Sang MC melihat ke kerumunan orang yang mengelilingi. Dia menatap wajah-wajah mereka yang tidak menunjukkan minat dengan tawarannya. Hingga tiba-tiba seseorang melangkah maju dan mengejutkan sang MC.

"Oh, nona! Apakah anda ingin menantang sang juara bertahan?" kaget MC itu menatap pada Rhea yang mendekat.

Rhea dengan kepercayaan dirinya langsung duduk di hadapan pria bertopi misterius itu. Senyum tipis terukir di bibir Rhea saat menatap tajam pada pria bertopi di depannya.

"Aku akan memenangkan pertarungan ini," ucap Rhea, suaranya penuh tekad, percaya diri dengan kemampuannya untuk mengalahkan sang juara bertahan catur.

Pengajuan dirinya membuat suasana menjadi riuh. Sebab yang menjadi lawan main catur adalah seorang wanita. Ini pertama kalinya bagi mereka melihat peserta wanita melawan pria dalam kompetisi. Mereka pun memilih menahan napas dan menahan diri untuk bubar. Penasaran dengan keberanian wanita yang dianggap rendah di kalangan masyarakat monarki.

Detik demi detik berlalu, Rhea dan pria bertopi terlihat sangat serius menatap bidak catur di papan. Kemudian Rhea memajukan Menteri ke depan. "Aku tidak butuh uang itu asal kau tahu," gumam Rhea pada pria bertopi misterius.

"Apa yang kau inginkan?" sahut pria misterius itu.

"Dirimu," ucap Rhea lugas.

Pria itu tampak terkejut namun tetap terlihat tenang. Dia mendengus untuk menetralkan perasaannya yang bingung. "Apa maksudmu?"
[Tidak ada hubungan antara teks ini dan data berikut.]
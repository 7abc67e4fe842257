// Copyright 2025. Jonas Kruckenberg
//
// Licensed under the Apache License, Version 2.0, <LICENSE-APACHE or
// http://apache.org/licenses/LICENSE-2.0> or the MIT license <LICENSE-MIT or
// http://opensource.org/licenses/MIT>, at your option. This file may not be
// copied, modified, or distributed except according to those terms.

use core::fmt;

#[cfg(any(feature = "fixed-range", feature = "fixed-block-count"))]
use crate::RawRegion;
use crate::dynamic::{DynamicHeap, Platform};
#[cfg(feature = "fixed-block-count")]
use crate::fixed_block_count::FixedBlockCountHeap;
#[cfg(feature = "fixed-range")]
use crate::fixed_range::FixedRangeHeap;
use crate::{Address, Result};

/// The allocate/free/size triple every heap backend provides.
///
/// This is the contract external collaborators (e.g. a display-list driver bringing its own video
/// memory manager) implement to plug into the same call sites as the built-in backends.
///
/// The null contract of the allocator ABI is kept: allocation failure of any kind is `None`,
/// `free(Address::NULL)` is `Ok(0)` and `size_of(Address::NULL)` is `0`.
pub trait HeapBackend {
    /// Allocates at least `size` bytes, returning the start of the payload.
    ///
    /// Returns `None` if `size` is zero, no block is large enough, or the backend ran out of
    /// bookkeeping capacity.
    fn allocate(&mut self, size: usize) -> Option<Address>;

    /// Like [`HeapBackend::allocate`] but the payload is filled with zeroes.
    ///
    /// Backends that cannot reach their payload memory return `None`.
    fn allocate_zeroed(&mut self, size: usize) -> Option<Address> {
        let _ = size;
        None
    }

    /// Releases the allocation starting at `addr` and returns its size.
    ///
    /// # Errors
    ///
    /// Returns [`Error::InvalidPointer`] if the backend can tell that `addr` is not a live
    /// allocation, or [`Error::CapacityExhausted`] if the freed extent cannot be recorded (the
    /// allocation then stays live).
    ///
    /// An address the backend did not hand out is reported, never answered with a freed size of
    /// `0`. Only null yields `Ok(0)`. [`FixedRangeHeap`] and [`FixedBlockCountHeap`] keep their own
    /// bookkeeping and recognize every such address.
    ///
    /// [`FixedRangeHeap`]: crate::FixedRangeHeap
    /// [`FixedBlockCountHeap`]: crate::FixedBlockCountHeap
    /// [`Error::InvalidPointer`]: crate::Error::InvalidPointer
    /// [`Error::CapacityExhausted`]: crate::Error::CapacityExhausted
    ///
    /// # Safety
    ///
    /// `addr` must be null or an address returned by `allocate` on this backend that has not been
    /// freed since. Backends that validate their input turn violations into errors, but backends
    /// that delegate to a platform allocator cannot.
    unsafe fn free(&mut self, addr: Address) -> Result<usize>;

    /// Returns the size of the allocation starting at `addr`, `0` for null or unknown addresses.
    ///
    /// # Safety
    ///
    /// Same requirements as [`HeapBackend::free`].
    unsafe fn size_of(&self, addr: Address) -> usize;

    /// Current usage statistics.
    fn usage(&self) -> HeapUsage;
}

/// Information about the bytes and blocks handed out by a backend.
#[derive(Debug, Default, Clone, Copy, PartialEq, Eq)]
pub struct HeapUsage {
    /// Payload bytes of all live allocations.
    pub used: usize,
    /// Number of live allocations.
    pub blocks: usize,
    /// Payload bytes the backend could hand out in total, if it knows.
    pub capacity: Option<usize>,
}

impl HeapUsage {
    pub fn free(&self) -> Option<usize> {
        self.capacity.map(|capacity| capacity.saturating_sub(self.used))
    }
}

/// The backend algorithms a [`MemorySubsystem`](crate::MemorySubsystem) can bind.
#[derive(Debug, Clone, Copy, PartialEq, Eq, Hash)]
pub enum BackendKind {
    /// [`DynamicHeap`]
    Dynamic,
    /// [`FixedRangeHeap`]
    FixedRange,
    /// [`FixedBlockCountHeap`]
    FixedBlockCount,
}

impl BackendKind {
    /// Whether the cargo feature enabling this backend was turned on.
    pub const fn is_compiled_in(self) -> bool {
        match self {
            BackendKind::Dynamic => cfg!(feature = "dynamic"),
            BackendKind::FixedRange => cfg!(feature = "fixed-range"),
            BackendKind::FixedBlockCount => cfg!(feature = "fixed-block-count"),
        }
    }
}

/// A backend bound to one logical heap.
///
/// `Dummy` is what a heap is bound to before configuration or when the requested kind is not
/// compiled in: it never allocates and ignores every free.
///
/// The in-memory backends only exist with their cargo feature. The platform backend is always
/// present because [`Platform`] parameterizes the subsystem; its feature only decides whether it
/// may be bound.
pub enum Backend<P> {
    Dynamic(DynamicHeap<P>),
    #[cfg(feature = "fixed-range")]
    FixedRange(FixedRangeHeap<RawRegion>),
    #[cfg(feature = "fixed-block-count")]
    FixedBlockCount(FixedBlockCountHeap<RawRegion>),
    Dummy,
}

impl<P> Backend<P> {
    pub fn kind(&self) -> Option<BackendKind> {
        match self {
            Backend::Dynamic(_) => Some(BackendKind::Dynamic),
            #[cfg(feature = "fixed-range")]
            Backend::FixedRange(_) => Some(BackendKind::FixedRange),
            #[cfg(feature = "fixed-block-count")]
            Backend::FixedBlockCount(_) => Some(BackendKind::FixedBlockCount),
            Backend::Dummy => None,
        }
    }

    pub fn is_dummy(&self) -> bool {
        matches!(self, Backend::Dummy)
    }
}

impl<P> fmt::Debug for Backend<P> {
    fn fmt(&self, f: &mut fmt::Formatter<'_>) -> fmt::Result {
        match self {
            Backend::Dynamic(heap) => f.debug_tuple("Dynamic").field(&heap.usage()).finish(),
            #[cfg(feature = "fixed-range")]
            Backend::FixedRange(heap) => f.debug_tuple("FixedRange").field(heap).finish(),
            #[cfg(feature = "fixed-block-count")]
            Backend::FixedBlockCount(heap) => f.debug_tuple("FixedBlockCount").field(heap).finish(),
            Backend::Dummy => f.write_str("Dummy"),
        }
    }
}

impl<P: Platform> HeapBackend for Backend<P> {
    fn allocate(&mut self, size: usize) -> Option<Address> {
        match self {
            Backend::Dynamic(heap) => heap.allocate(size),
            #[cfg(feature = "fixed-range")]
            Backend::FixedRange(heap) => heap.allocate(size),
            #[cfg(feature = "fixed-block-count")]
            Backend::FixedBlockCount(heap) => heap.allocate(size),
            Backend::Dummy => None,
        }
    }

    fn allocate_zeroed(&mut self, size: usize) -> Option<Address> {
        match self {
            Backend::Dynamic(heap) => heap.allocate_zeroed(size),
            #[cfg(feature = "fixed-range")]
            Backend::FixedRange(heap) => heap.allocate_zeroed(size),
            #[cfg(feature = "fixed-block-count")]
            Backend::FixedBlockCount(_) => None,
            Backend::Dummy => None,
        }
    }

    unsafe fn free(&mut self, addr: Address) -> Result<usize> {
        match self {
            // Safety: ensured by caller
            Backend::Dynamic(heap) => unsafe { heap.free(addr) },
            #[cfg(feature = "fixed-range")]
            Backend::FixedRange(heap) => heap.free(addr),
            #[cfg(feature = "fixed-block-count")]
            Backend::FixedBlockCount(heap) => heap.free(addr),
            Backend::Dummy => Ok(0),
        }
    }

    unsafe fn size_of(&self, addr: Address) -> usize {
        match self {
            // Safety: ensured by caller
            Backend::Dynamic(heap) => unsafe { heap.size_of(addr) },
            #[cfg(feature = "fixed-range")]
            Backend::FixedRange(heap) => heap.size_of(addr),
            #[cfg(feature = "fixed-block-count")]
            Backend::FixedBlockCount(heap) => heap.size_of(addr),
            Backend::Dummy => 0,
        }
    }

    fn usage(&self) -> HeapUsage {
        match self {
            Backend::Dynamic(heap) => heap.usage(),
            #[cfg(feature = "fixed-range")]
            Backend::FixedRange(heap) => heap.usage(),
            #[cfg(feature = "fixed-block-count")]
            Backend::FixedBlockCount(heap) => heap.usage(),
            Backend::Dummy => HeapUsage::default(),
        }
    }
}

#[cfg(test)]
mod tests {
    use super::*;
    use crate::test_utils::MockPlatform;

    #[test]
    fn dummy_is_inert() {
        let mut backend: Backend<MockPlatform> = Backend::Dummy;

        assert!(backend.is_dummy());
        assert_eq!(backend.kind(), None);
        assert_eq!(backend.allocate(16), None);
        assert_eq!(backend.allocate_zeroed(16), None);
        // Safety: the dummy backend never dereferences anything
        unsafe {
            assert_eq!(backend.free(Address::new(0x1000)), Ok(0));
            assert_eq!(backend.free(Address::NULL), Ok(0));
            assert_eq!(backend.size_of(Address::new(0x1000)), 0);
        }
        assert_eq!(backend.usage(), HeapUsage::default());
    }

    #[test]
    #[cfg(all(feature = "dynamic", feature = "fixed-range", feature = "fixed-block-count"))]
    fn default_features_compile_in_every_backend() {
        assert!(BackendKind::Dynamic.is_compiled_in());
        assert!(BackendKind::FixedRange.is_compiled_in());
        assert!(BackendKind::FixedBlockCount.is_compiled_in());
    }

    #[test]
    #[cfg(feature = "fixed-block-count")]
    fn unknown_addresses_are_reported_not_ignored() {
        use crate::{Error, FixedBlockCountHeap, KIB, PAYLOAD_ALIGN, RawRegion};

        let mut control = vec![0u8; FixedBlockCountHeap::<RawRegion>::required_control_bytes(2)];
        let control_base = Address::from_ptr(control.as_mut_ptr());
        // Safety: `control` outlives the backend and is only accessed through it
        let control = unsafe { RawRegion::new(control_base, control.len()) };
        let heap = FixedBlockCountHeap::new(control, Address::new(0x4000_0000), KIB, 2).unwrap();
        let mut backend: Backend<MockPlatform> = Backend::FixedBlockCount(heap);

        let addr = backend.allocate(16).unwrap();
        let unknown = addr.add(PAYLOAD_ALIGN);

        // Safety: the bounded backend never touches its payload region
        unsafe {
            assert_eq!(backend.free(unknown), Err(Error::InvalidPointer(unknown)));
            assert_eq!(backend.free(Address::NULL), Ok(0));
            assert_eq!(backend.free(addr), Ok(PAYLOAD_ALIGN));
            assert_eq!(backend.free(addr), Err(Error::InvalidPointer(addr)));
        }
        assert_eq!(backend.usage().blocks, 0);
    }

    #[test]
    fn usage_free_bytes() {
        let usage = HeapUsage {
            used: 100,
            blocks: 2,
            capacity: Some(400),
        };
        assert_eq!(usage.free(), Some(300));
        assert_eq!(HeapUsage::default().free(), None);
    }
}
"Kau akan tahu setelah kuselesaikan ini," pungkas Rhea.

"Apa kita perlu membuat kesepakatan?" tawar pria itu.

"Jika aku menang, kau harus mengikuti perkataanku. Jika aku kalah, aku takkan mengganggumu," ujar Rhea menyebutkan syarat.

"Kalau begitu kau harus mengalahkanku jika ingin aku melakukan kemauanmu. Tapi kau harus berusaha ekstra untuk mengalahkan juara bertahan catur di ibu kota ini," kata pria itu sambil menggerakkan bidak caturnya dengan santai.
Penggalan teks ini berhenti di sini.